VII. Sur les frais non compris dans les dépens
Conformément aux dispositions de l'article 700 du code de procédure civile, la société Conforama Développement, qui succombe en appel, sera condamnée à verser à M. [A] la somme de 4 000 euros au titre des frais exposés par l'appelant qui ne sont pas compris dans les dépens.

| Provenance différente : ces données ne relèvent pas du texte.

impl GraphicsBackend for RecordingBackend {
    fn resize(&mut self, width: u32, height: u32) {
        if width > 0 && height > 0 {
            self.width = width;
            self.height = height;
        }
    }

    fn surface_size(&self) -> (u32, u32) {
        (self.width, self.height)
    }

    fn begin_frame(&mut self) -> BackendResult<FrameContext> {
        if let Some(err) = self.acquire_failure.take() {
            return Err(err);
        }
        let view = TextureViewHandle(self.allocate_id());
        self.swapchain_view = Some(view);
        self.commands.push(Command::BeginFrame);
        Ok(FrameContext {
            swapchain_view: view,
            width: self.width,
            height: self.height,
        })
    }

    fn end_frame(&mut self) -> BackendResult<()> {
        self.commands.push(Command::EndFrame);
        Ok(())
    }

    fn swapchain_format(&self) -> TextureFormat {
        self.format
    }

    fn create_buffer(&mut self, desc: &BufferDescriptor) -> BackendResult<BufferHandle> {
        if desc.size == 0 {
            return Err(BackendError::BufferCreationFailed(format!(
                "{:?} has zero size",
                desc.label
            )));
        }
        let id = self.allocate_id();
        log::trace!("RecordingBackend: creating buffer {:?} ({} bytes)", desc.label, desc.size);
        self.buffers.insert(id, vec![0; desc.size as usize]);
        Ok(BufferHandle(id))
    }

    fn create_buffer_init(
        &mut self,
        desc: &BufferDescriptor,
        data: &[u8],
    ) -> BackendResult<BufferHandle> {
        let id = self.allocate_id();
        log::trace!("RecordingBackend: creating buffer {:?} ({} bytes)", desc.label, data.len());
        self.buffers.insert(id, data.to_vec());
        Ok(BufferHandle(id))
    }

    fn write_buffer(&mut self, buffer: BufferHandle, offset: u64, data: &[u8]) {
        let Some(contents) = self.buffers.get_mut(&buffer.0) else {
            log::warn!("RecordingBackend: write to unknown buffer {:?}", buffer);
            return;
        };
        let start = offset as usize;
        let end = start + data.len();
        if end > contents.len() {
            log::warn!("RecordingBackend: write past the end of buffer {:?}", buffer);
            return;
        }
        contents[start..end].copy_from_slice(data);
    }

    fn create_texture(&mut self, desc: &TextureDescriptor) -> BackendResult<TextureHandle> {
        if desc.width == 0 || desc.height == 0 {
            return Err(BackendError::TextureCreationFailed(format!(
                "{:?} has zero extent",
                desc.label
            )));
        }
        let id = self.allocate_id();
        log::trace!(
            "RecordingBackend: creating texture {:?} ({}x{} {:?})",
            desc.label,
            desc.width,
            desc.height,
            desc.format
        );
        self.textures.insert(id, desc.clone());
        Ok(TextureHandle(id))
    }

    fn create_texture_view(&mut self, texture: TextureHandle) -> BackendResult<TextureViewHandle> {
        if !self.textures.contains_key(&texture.0) {
            return Err(BackendError::TextureCreationFailed("Texture not found".into()));
        }
        let id = self.allocate_id();
        self.views.insert(id, texture);
        Ok(TextureViewHandle(id))
    }

    fn write_texture(&mut self, texture: TextureHandle, data: &[u8], width: u32, height: u32) {
        if data.len() != (width * height * 4) as usize {
            log::warn!(
                "RecordingBackend: texture upload of {} bytes for {}x{}",
                data.len(),
                width,
                height
            );
        }
        if !self.textures.contains_key(&texture.0) {
            log::warn!("RecordingBackend: upload to unknown texture {:?}", texture);
        }
    }

    fn create_sampler(&mut self, _desc: &SamplerDescriptor) -> BackendResult<SamplerHandle> {
        let id = self.allocate_id();
        self.samplers.insert(id);
        Ok(SamplerHandle(id))
    }

    fn create_bind_group_layout(
        &mut self,
        _entries: &[BindGroupLayoutEntry],
    ) -> BackendResult<BindGroupLayoutHandle> {
        let id = self.allocate_id();
        self.layouts.insert(id);
        Ok(BindGroupLayoutHandle(id))
    }

    fn create_bind_group(
        &mut self,
        layout: BindGroupLayoutHandle,
        entries: &[(u32, BindGroupEntry)],
    ) -> BackendResult<BindGroupHandle> {
        if !self.layouts.contains(&layout.0) {
            return Err(BackendError::PipelineCreationFailed("Layout not found".into()));
        }
        for (binding, entry) in entries {
            let known = match entry {
                BindGroupEntry::Buffer { buffer, .. } => self.buffers.contains_key(&buffer.0),
                BindGroupEntry::Texture(view) => self.views.contains_key(&view.0),
                BindGroupEntry::Sampler(sampler) => self.samplers.contains(&sampler.0),
            };
            if !known {
                return Err(BackendError::PipelineCreationFailed(format!(
                    "binding {} refers to a destroyed or unknown resource",
                    binding
                )));
            }
        }
        let id = self.allocate_id();
        self.bind_groups.insert(id);
        Ok(BindGroupHandle(id))
    }

    fn create_render_pipeline(
        &mut self,
        desc: &RenderPipelineDescriptor,
    ) -> BackendResult<RenderPipelineHandle> {
        if !desc.shader.contains("fn vs_main") || !desc.shader.contains("fn fs_main") {
            return Err(BackendError::PipelineCreationFailed(format!(
                "{:?} is missing an entry point",
                desc.label
            )));
        }
        let id = self.allocate_id();
        self.pipelines.insert(id, desc.clone());
        Ok(RenderPipelineHandle(id))
    }

    fn begin_render_pass(&mut self, desc: &RenderPassDescriptor) {
        if self.in_pass {
            log::warn!("RecordingBackend: nested render pass {:?}", desc.label);
        }
        self.in_pass = true;
        self.commands.push(Command::BeginPass {
            label: desc.label.clone(),
            color_views: desc.color_attachments.iter().map(|a| a.view).collect(),
            color_loads: desc.color_attachments.iter().map(|a| a.load_op.clone()).collect(),
            depth_view: desc.depth_stencil_attachment.as_ref().map(|d| d.view),
            depth_load: desc
                .depth_stencil_attachment
                .as_ref()
                .map(|d| d.depth_load_op.clone()),
        });
    }

    fn end_render_pass(&mut self) {
        if self.in_pass {
            self.commands.push(Command::EndPass);
            self.in_pass = false;
        }
    }

    fn set_render_pipeline(&mut self, pipeline: RenderPipelineHandle) {
        self.record(Command::SetPipeline(pipeline));
    }

    fn set_bind_group(&mut self, index: u32, bind_group: BindGroupHandle) {
        self.record(Command::SetBindGroup { index, bind_group });
    }

    fn set_vertex_buffer(&mut self, slot: u32, buffer: BufferHandle, _offset: u64) {
        self.record(Command::SetVertexBuffer { slot, buffer });
    }

    fn set_index_buffer(&mut self, buffer: BufferHandle, _offset: u64, format: IndexFormat) {
        self.record(Command::SetIndexBuffer { buffer, format });
    }

    fn set_viewport(&mut self, _x: f32, _y: f32, width: f32, height: f32, _min_depth: f32, _max_depth: f32) {
        self.record(Command::SetViewport { width, height });
    }

    fn draw(&mut self, vertices: Range<u32>, instances: Range<u32>) {
        self.record(Command::Draw { vertices, instances });
    }

    fn draw_indexed(&mut self, indices: Range<u32>, _base_vertex: i32, instances: Range<u32>) {
        self.record(Command::DrawIndexed { indices, instances });
    }

    fn copy_texture_to_texture(
        &mut self,
        src: TextureHandle,
        dst: TextureHandle,
        width: u32,
        height: u32,
    ) -> BackendResult<()> {
        if self.in_pass {
            return Err(BackendError::InvalidCopy("copy issued inside a render pass".into()));
        }
        let (Some(src_desc), Some(dst_desc)) = (self.textures.get(&src.0), self.textures.get(&dst.0))
        else {
            return Err(BackendError::InvalidCopy("texture not found".into()));
        };
        if src_desc.format != dst_desc.format {
            return Err(BackendError::InvalidCopy(format!(
                "format mismatch: {:?} -> {:?}",
                src_desc.format, dst_desc.format
            )));
        }
        if width > src_desc.width.min(dst_desc.width) || height > src_desc.height.min(dst_desc.height) {
            return Err(BackendError::InvalidCopy(format!(
                "{}x{} exceeds the texture extent",
                width, height
            )));
        }
        if !src_desc.usage.contains(TextureUsage::COPY_SRC) || !dst_desc.usage.contains(TextureUsage::COPY_DST) {
            return Err(BackendError::InvalidCopy("missing copy usage".into()));
        }
        self.commands.push(Command::CopyTexture { src, dst, width, height });
        Ok(())
    }

    fn destroy_buffer(&mut self, buffer: BufferHandle) {
        self.buffers.remove(&buffer.0);
    }

    fn destroy_texture(&mut self, texture: TextureHandle) {
        self.textures.remove(&texture.0);
    }

    fn destroy_texture_view(&mut self, view: TextureViewHandle) {
        self.views.remove(&view.0);
    }

    fn destroy_sampler(&mut self, sampler: SamplerHandle) {
        self.samplers.remove(&sampler.0);
    }

    fn destroy_bind_group(&mut self, bind_group: BindGroupHandle) {
        self.bind_groups.remove(&bind_group.0);
    }

    fn destroy_bind_group_layout(&mut self, layout: BindGroupLayoutHandle) {
        self.layouts.remove(&layout.0);
    }

    fn destroy_render_pipeline(&mut self, pipeline: RenderPipelineHandle) {
        self.pipelines.remove(&pipeline.0);
    }
}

Sur le fondement de ce texte, M. [A], qui succombe en toutes ses demandes à l'égard de la société Conforama France, sera condamné à verser à cette dernière, la somme de 1 000 euros.
PAR CES MOTIFS
La Cour,
CONFIRME le jugement entrepris, en ce qu'il a :
- Déclaré nulle la convention de forfait liant M. [A] à la société Conforama Développement,
- Débouté M. [A] de ses demandes en dommages et intérêts pour exécution déloyale du contrat de travail et pour préjudice moral distinct,
INFIRME le jugement entrepris pour le surplus,
Statuant à nouveau,
DIT que la convention de forfait en jours sur l'année ayant lié M. [A] à la société Conforama France est privée d'effet,
CONDAMNE la société Conforama Développement à verser à M. [A] les sommes de :
- 1 997,70 euros au titre du rappel de salaire sur la période du 9 au 23 mars 2015, outre 199 euros au titre des congés payés afférents,
- 53 451,73 euros au titre de rappel de rémunération d'heures supplémentaires accomplies de 2012 jusqu'à la rupture du contrat de travail, outre 5 345,17 euros au titre des congés payés afférents,
- 3 187,08 euros au titre des repos compensateurs non pris en 2013,outre 318,70 euros au titre des congés payés afférents,
- 8 369,91 euros au titre des repos compensateurs non pris en 2014, outre 836, 99 euros au titre des congés payés afférents
- 3 966,76 euros au titre du rappel de prime de fin d'année (PFA) de 2012 à 2014, outre 396,67 euros au titre des congés payés afférents,
- 9 637,96 euros au titre de rappel de prime variable annuelle (PVA) outre 963,79 euros au titre des congés payés afférents,
CONDAMNE la société Conforama Développement à remettre à M. [A] un bulletin de paie récapitulatif dans un délai de quatre mois à compter de la signification du présent arrêt,
DIT que le licenciement de M. [A] par la société Conforama Développement est sans cause réelle et sérieuse,
CONDAMNE, en conséquence, la société Conforama Développement à verser à M. [A] la somme de 90 000 euros à titre de dommages et intérêts pour licenciement sans cause réelle et sérieuse,
CONDAMNE la société Conforama Développement à rembourser à Pôle Emploi les indemnités de chômage versées à M. [A] depuis le licenciement, à hauteur de trois mois d'indemnités,
Y ajoutant,
CONDAMNE la société Conforama Développement à verser à M. [A] la somme de 4 000 euros en application de l'article 700 du code de procédure civile,
CONDAMNE M. [A] à verser à la société Conforama France la somme de 1 000 euros en application de l'article 700 du code de procédure civile,
CONDAMNE la société Conforama Développement aux dépens de première instance et d'appel.